■ What you are asked to do
Your reply should hold only the lines from the records below where "indices" occurs.

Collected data
··········
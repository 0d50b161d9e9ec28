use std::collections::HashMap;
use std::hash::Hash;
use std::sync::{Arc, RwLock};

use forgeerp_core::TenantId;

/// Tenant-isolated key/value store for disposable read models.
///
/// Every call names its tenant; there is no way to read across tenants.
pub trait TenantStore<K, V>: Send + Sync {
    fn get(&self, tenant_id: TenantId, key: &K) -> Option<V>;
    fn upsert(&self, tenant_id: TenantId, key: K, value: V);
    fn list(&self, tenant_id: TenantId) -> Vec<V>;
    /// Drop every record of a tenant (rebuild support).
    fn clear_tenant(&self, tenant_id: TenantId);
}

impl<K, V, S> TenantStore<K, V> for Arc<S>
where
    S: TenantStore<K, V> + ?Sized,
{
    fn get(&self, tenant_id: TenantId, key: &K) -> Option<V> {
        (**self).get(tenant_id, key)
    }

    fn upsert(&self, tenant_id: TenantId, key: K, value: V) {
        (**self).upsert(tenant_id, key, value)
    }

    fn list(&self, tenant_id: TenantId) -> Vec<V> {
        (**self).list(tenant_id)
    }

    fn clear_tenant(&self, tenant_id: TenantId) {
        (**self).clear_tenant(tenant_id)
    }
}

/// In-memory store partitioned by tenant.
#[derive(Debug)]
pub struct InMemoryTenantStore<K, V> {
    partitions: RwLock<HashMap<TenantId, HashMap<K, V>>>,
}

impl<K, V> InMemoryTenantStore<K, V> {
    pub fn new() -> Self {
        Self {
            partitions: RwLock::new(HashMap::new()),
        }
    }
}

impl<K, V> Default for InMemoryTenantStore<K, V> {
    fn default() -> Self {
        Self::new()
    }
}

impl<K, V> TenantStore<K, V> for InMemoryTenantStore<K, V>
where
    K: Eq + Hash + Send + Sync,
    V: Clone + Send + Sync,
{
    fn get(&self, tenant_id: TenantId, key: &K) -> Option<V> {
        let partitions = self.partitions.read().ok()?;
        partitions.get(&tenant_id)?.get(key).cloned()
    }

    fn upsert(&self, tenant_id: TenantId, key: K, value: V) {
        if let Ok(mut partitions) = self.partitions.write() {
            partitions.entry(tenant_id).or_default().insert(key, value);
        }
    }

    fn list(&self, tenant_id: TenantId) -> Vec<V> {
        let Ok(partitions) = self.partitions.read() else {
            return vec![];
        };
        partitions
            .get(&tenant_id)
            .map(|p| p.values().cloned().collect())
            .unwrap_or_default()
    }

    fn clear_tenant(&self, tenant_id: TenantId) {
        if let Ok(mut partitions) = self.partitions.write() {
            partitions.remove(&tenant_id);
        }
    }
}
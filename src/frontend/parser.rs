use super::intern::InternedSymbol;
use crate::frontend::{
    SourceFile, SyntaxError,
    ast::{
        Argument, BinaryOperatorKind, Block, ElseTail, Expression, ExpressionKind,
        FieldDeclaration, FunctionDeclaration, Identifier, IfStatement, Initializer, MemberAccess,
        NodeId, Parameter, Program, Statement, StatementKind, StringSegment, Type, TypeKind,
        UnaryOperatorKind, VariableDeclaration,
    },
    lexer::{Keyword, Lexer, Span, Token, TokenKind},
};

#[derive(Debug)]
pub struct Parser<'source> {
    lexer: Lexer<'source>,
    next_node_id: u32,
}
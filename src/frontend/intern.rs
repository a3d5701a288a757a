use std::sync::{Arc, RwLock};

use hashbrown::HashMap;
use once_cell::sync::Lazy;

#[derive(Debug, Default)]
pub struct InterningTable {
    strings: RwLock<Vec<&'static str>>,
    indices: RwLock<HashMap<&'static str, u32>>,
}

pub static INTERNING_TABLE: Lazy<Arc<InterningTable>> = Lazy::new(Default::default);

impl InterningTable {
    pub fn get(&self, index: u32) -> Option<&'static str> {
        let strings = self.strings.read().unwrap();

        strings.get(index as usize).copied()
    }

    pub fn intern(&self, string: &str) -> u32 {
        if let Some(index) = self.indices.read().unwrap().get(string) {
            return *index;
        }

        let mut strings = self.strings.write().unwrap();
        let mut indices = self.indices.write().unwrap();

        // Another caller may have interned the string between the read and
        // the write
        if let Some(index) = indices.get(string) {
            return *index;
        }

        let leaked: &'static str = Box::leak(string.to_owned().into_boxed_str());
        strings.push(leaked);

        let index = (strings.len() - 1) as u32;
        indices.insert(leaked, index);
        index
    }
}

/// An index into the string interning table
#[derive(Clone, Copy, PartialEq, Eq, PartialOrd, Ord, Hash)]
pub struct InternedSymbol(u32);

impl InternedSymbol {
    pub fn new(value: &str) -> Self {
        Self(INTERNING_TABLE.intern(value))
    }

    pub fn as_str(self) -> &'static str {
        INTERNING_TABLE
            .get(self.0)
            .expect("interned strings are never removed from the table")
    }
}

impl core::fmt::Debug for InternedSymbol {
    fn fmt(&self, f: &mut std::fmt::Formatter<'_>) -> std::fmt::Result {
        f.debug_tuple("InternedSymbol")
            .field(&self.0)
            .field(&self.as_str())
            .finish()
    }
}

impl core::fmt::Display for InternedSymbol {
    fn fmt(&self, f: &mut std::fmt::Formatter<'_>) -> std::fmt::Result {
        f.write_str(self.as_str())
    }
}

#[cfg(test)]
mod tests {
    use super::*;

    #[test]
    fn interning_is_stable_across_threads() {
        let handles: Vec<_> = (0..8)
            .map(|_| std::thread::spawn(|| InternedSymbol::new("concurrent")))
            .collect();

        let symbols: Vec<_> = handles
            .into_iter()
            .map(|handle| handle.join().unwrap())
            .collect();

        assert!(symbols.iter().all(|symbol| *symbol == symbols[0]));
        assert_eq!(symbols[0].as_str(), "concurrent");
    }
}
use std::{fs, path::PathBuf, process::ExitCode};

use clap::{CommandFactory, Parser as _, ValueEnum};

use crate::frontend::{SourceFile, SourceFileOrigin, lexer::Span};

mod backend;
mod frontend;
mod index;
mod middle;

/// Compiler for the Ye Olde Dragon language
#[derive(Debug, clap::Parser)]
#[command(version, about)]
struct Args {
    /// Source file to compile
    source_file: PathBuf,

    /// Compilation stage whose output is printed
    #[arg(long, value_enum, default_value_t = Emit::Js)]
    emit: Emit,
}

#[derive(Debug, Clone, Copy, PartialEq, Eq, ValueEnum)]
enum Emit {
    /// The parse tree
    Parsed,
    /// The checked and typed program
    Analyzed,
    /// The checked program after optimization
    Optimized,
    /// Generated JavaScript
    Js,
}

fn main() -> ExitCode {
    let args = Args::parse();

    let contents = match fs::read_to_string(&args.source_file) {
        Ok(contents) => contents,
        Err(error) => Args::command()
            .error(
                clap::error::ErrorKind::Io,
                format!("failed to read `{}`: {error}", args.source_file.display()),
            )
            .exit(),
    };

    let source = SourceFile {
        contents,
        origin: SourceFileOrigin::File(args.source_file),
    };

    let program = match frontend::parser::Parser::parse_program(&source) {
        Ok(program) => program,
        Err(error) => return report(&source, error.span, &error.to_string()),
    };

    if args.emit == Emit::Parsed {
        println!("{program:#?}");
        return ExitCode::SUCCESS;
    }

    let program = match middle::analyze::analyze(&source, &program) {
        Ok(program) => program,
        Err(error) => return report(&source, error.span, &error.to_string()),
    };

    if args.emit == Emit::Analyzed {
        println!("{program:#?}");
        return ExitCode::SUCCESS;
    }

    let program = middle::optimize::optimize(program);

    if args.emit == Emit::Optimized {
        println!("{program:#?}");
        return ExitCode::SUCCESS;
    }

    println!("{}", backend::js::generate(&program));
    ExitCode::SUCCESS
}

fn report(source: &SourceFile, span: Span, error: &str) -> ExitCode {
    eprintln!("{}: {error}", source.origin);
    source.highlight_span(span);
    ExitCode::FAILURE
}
··········
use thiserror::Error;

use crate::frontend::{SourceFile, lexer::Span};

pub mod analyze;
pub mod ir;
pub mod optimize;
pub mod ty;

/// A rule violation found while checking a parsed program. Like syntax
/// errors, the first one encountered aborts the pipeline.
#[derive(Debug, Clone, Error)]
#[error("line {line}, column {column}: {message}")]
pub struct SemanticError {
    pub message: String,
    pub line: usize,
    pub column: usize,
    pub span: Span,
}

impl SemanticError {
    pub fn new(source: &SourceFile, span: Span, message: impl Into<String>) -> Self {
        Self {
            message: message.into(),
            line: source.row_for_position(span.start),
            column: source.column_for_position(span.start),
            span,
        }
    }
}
··········
■ Answer for this exercise
    indices: RwLock<HashMap<&'static str, u32>>,
        if let Some(index) = self.indices.read().unwrap().get(string) {
        let mut indices = self.indices.write().unwrap();
        if let Some(index) = indices.get(string) {
        indices.insert(leaked, index);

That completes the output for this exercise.